▶ **EXERCISE DESCRIPTION**: Would you transcribe the data word for word?

▶ **EXERCISE DATA**:

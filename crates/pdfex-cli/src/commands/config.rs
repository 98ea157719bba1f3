//! Config command - manage configuration.

use std::fs;
use std::path::PathBuf;

use clap::{Args, Subcommand};
use console::style;

use pdfex_core::ExtractConfig;

use super::default_config_path;

/// Arguments for the config command.
#[derive(Args)]
pub struct ConfigArgs {
    #[command(subcommand)]
    command: ConfigCommand,
}

#[derive(Subcommand)]
enum ConfigCommand {
    /// Show current configuration
    Show,

    /// Initialize a new configuration file
    Init(InitArgs),

    /// Show configuration file path
    Path,
}

#[derive(Args)]
struct InitArgs {
    /// Output path for configuration file
    #[arg(short, long)]
    output: Option<PathBuf>,

    /// Overwrite existing file
    #[arg(long)]
    force: bool,
}

pub async fn run(args: ConfigArgs) -> anyhow::Result<()> {
    match args.command {
        ConfigCommand::Show => show_config(),
        ConfigCommand::Init(init_args) => init_config(init_args),
        ConfigCommand::Path => show_path(),
    }
}

fn show_config() -> anyhow::Result<()> {
    let config_path = default_config_path();

    let config = if config_path.exists() {
        ExtractConfig::from_file(&config_path)?
    } else {
        println!(
            "{} No config file found, showing defaults.",
            style("i").blue()
        );
        ExtractConfig::default()
    };

    println!("{}", serde_json::to_string_pretty(&config)?);

    Ok(())
}

fn init_config(args: InitArgs) -> anyhow::Result<()> {
    let output_path = args.output.unwrap_or_else(default_config_path);

    if output_path.exists() && !args.force {
        anyhow::bail!(
            "Config file already exists at {}. Use --force to overwrite.",
            output_path.display()
        );
    }

    if let Some(parent) = output_path.parent() {
        fs::create_dir_all(parent)?;
    }

    let config = ExtractConfig::default();
    config.save(&output_path)?;

    println!(
        "{} Created configuration file at {}",
        style("✓").green(),
        output_path.display()
    );

    Ok(())
}

fn show_path() -> anyhow::Result<()> {
    let config_path = default_config_path();

    println!("Configuration file: {}", config_path.display());

    if config_path.exists() {
        println!("Status: {}", style("exists").green());
    } else {
        println!("Status: {}", style("not created").yellow());
        println!();
        println!("Run 'pdfex config init' to create a configuration file.");
    }

    Ok(())
}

▶ **RESPONSE AREA**:
filename crates/pdfex-cli/src/commands/config.rs
repository 98ea157719bba1f3
//! Config command - manage configuration.

use std::fs;
use std::path::PathBuf;

use clap::{Args, Subcommand};
use console::style;

use pdfex_core::ExtractConfig;

use super::default_config_path;

/// Arguments for the config command.
#[derive(Args)]
pub struct ConfigArgs {
    #[command(subcommand)]
    command: ConfigCommand,
}

#[derive(Subcommand)]
enum ConfigCommand {
    /// Show current configuration
    Show,

    /// Initialize a new configuration file
    Init(InitArgs),

    /// Show configuration file path
    Path,
}

#[derive(Args)]
struct InitArgs {
    /// Output path for configuration file
    #[arg(short, long)]
    output: Option<PathBuf>,

    /// Overwrite existing file
    #[arg(long)]
    force: bool,
}

pub async fn run(args: ConfigArgs) -> anyhow::Result<()> {
    match args.command {
        ConfigCommand::Show => show_config(),
        ConfigCommand::Init(init_args) => init_config(init_args),
        ConfigCommand::Path => show_path(),
    }
}

fn show_config() -> anyhow::Result<()> {
    let config_path = default_config_path();

    let config = if config_path.exists() {
        ExtractConfig::from_file(&config_path)?
    } else {
        println!(
            "{} No config file found, showing defaults.",
            style("i").blue()
        );
        ExtractConfig::default()
    };

    println!("{}", serde_json::to_string_pretty(&config)?);

    Ok(())
}

fn init_config(args: InitArgs) -> anyhow::Result<()> {
    let output_path = args.output.unwrap_or_else(default_config_path);

    if output_path.exists() && !args.force {
        anyhow::bail!(
            "Config file already exists at {}. Use --force to overwrite.",
            output_path.display()
        );
    }

    if let Some(parent) = output_path.parent() {
        fs::create_dir_all(parent)?;
    }

    let config = ExtractConfig::default();
    config.save(&output_path)?;

    println!(
        "{} Created configuration file at {}",
        style("✓").green(),
        output_path.display()
    );

    Ok(())
}

fn show_path() -> anyhow::Result<()> {
    let config_path = default_config_path();

    println!("Configuration file: {}", config_path.display());

    if config_path.exists() {
        println!("Status: {}", style("exists").green());
    } else {
        println!("Status: {}", style("not created").yellow());
        println!();
        println!("Run 'pdfex config init' to create a configuration file.");
    }

    Ok(())
}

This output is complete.